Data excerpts

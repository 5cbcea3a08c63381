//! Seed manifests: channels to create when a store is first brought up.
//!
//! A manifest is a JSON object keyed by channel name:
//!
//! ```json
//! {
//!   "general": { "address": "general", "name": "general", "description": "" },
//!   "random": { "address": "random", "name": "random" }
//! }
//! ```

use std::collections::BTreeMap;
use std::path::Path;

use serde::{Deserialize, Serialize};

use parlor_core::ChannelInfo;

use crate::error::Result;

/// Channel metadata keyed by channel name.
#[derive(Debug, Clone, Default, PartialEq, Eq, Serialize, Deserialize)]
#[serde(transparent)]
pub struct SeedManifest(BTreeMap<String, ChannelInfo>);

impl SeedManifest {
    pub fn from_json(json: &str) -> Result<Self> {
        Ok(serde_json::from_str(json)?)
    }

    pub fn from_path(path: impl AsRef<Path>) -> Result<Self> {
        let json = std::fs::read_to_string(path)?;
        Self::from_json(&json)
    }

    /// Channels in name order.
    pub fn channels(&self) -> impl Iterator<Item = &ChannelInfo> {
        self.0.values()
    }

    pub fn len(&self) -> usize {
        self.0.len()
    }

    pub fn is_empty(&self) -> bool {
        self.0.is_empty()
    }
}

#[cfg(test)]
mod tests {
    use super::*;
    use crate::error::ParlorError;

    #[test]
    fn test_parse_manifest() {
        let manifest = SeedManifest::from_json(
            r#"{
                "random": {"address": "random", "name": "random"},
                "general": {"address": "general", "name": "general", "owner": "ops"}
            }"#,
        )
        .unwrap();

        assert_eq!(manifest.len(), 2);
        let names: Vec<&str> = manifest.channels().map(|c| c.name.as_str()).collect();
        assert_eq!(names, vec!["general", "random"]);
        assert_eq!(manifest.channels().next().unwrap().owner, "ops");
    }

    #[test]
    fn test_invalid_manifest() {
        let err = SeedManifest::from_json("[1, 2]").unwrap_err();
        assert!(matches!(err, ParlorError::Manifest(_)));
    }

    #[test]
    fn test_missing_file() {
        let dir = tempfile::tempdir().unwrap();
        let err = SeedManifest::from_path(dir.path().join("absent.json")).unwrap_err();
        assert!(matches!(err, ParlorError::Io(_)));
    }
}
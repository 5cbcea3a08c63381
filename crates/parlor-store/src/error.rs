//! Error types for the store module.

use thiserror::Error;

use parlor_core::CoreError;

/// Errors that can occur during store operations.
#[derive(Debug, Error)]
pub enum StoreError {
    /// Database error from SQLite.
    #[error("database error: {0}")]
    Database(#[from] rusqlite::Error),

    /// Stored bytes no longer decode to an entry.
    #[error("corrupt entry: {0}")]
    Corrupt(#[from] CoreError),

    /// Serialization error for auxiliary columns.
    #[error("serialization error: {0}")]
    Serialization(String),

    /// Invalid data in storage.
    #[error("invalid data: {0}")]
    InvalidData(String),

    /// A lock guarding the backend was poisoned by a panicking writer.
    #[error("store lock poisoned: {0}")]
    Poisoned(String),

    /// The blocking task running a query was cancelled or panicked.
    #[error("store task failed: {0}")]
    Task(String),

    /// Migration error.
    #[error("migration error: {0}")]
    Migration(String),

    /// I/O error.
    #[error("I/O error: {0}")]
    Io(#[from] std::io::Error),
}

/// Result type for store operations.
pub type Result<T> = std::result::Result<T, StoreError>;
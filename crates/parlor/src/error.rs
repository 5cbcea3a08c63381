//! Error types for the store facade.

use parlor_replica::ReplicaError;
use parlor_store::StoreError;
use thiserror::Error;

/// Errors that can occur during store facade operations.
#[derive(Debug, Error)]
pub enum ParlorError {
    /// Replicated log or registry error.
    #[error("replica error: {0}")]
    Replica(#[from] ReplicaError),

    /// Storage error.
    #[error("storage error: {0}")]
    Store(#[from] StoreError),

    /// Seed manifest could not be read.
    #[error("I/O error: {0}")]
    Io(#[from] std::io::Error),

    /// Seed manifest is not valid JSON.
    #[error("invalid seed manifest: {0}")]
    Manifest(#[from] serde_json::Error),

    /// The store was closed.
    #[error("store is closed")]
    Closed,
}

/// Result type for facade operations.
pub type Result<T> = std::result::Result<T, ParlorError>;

__Action item__. Could you reproduce, exactly as written, the lines running from the one with "to an entry." to the end of the entries above?

__Completed task__.
    /// Stored bytes no longer decode to an entry.
    #[error("corrupt entry: {0}")]
    Corrupt(#[from] CoreError),

    /// Serialization error for auxiliary columns.
    #[error("serialization error: {0}")]
    Serialization(String),

    /// Invalid data in storage.
    #[error("invalid data: {0}")]
    InvalidData(String),

    /// A lock guarding the backend was poisoned by a panicking writer.
    #[error("store lock poisoned: {0}")]
    Poisoned(String),

    /// The blocking task running a query was cancelled or panicked.
    #[error("store task failed: {0}")]
    Task(String),

    /// Migration error.
    #[error("migration error: {0}")]
    Migration(String),

    /// I/O error.
    #[error("I/O error: {0}")]
    Io(#[from] std::io::Error),
}

/// Result type for store operations.
pub type Result<T> = std::result::Result<T, StoreError>;
filename crates/parlor/src/error.rs
repository 5cbcea3a08c63381
//! Error types for the store facade.

use parlor_replica::ReplicaError;
use parlor_store::StoreError;
use thiserror::Error;

/// Errors that can occur during store facade operations.
#[derive(Debug, Error)]
pub enum ParlorError {
    /// Replicated log or registry error.
    #[error("replica error: {0}")]
    Replica(#[from] ReplicaError),

    /// Storage error.
    #[error("storage error: {0}")]
    Store(#[from] StoreError),

    /// Seed manifest could not be read.
    #[error("I/O error: {0}")]
    Io(#[from] std::io::Error),

    /// Seed manifest is not valid JSON.
    #[error("invalid seed manifest: {0}")]
    Manifest(#[from] serde_json::Error),

    /// The store was closed.
    #[error("store is closed")]
    Closed,
}

/// Result type for facade operations.
pub type Result<T> = std::result::Result<T, ParlorError>;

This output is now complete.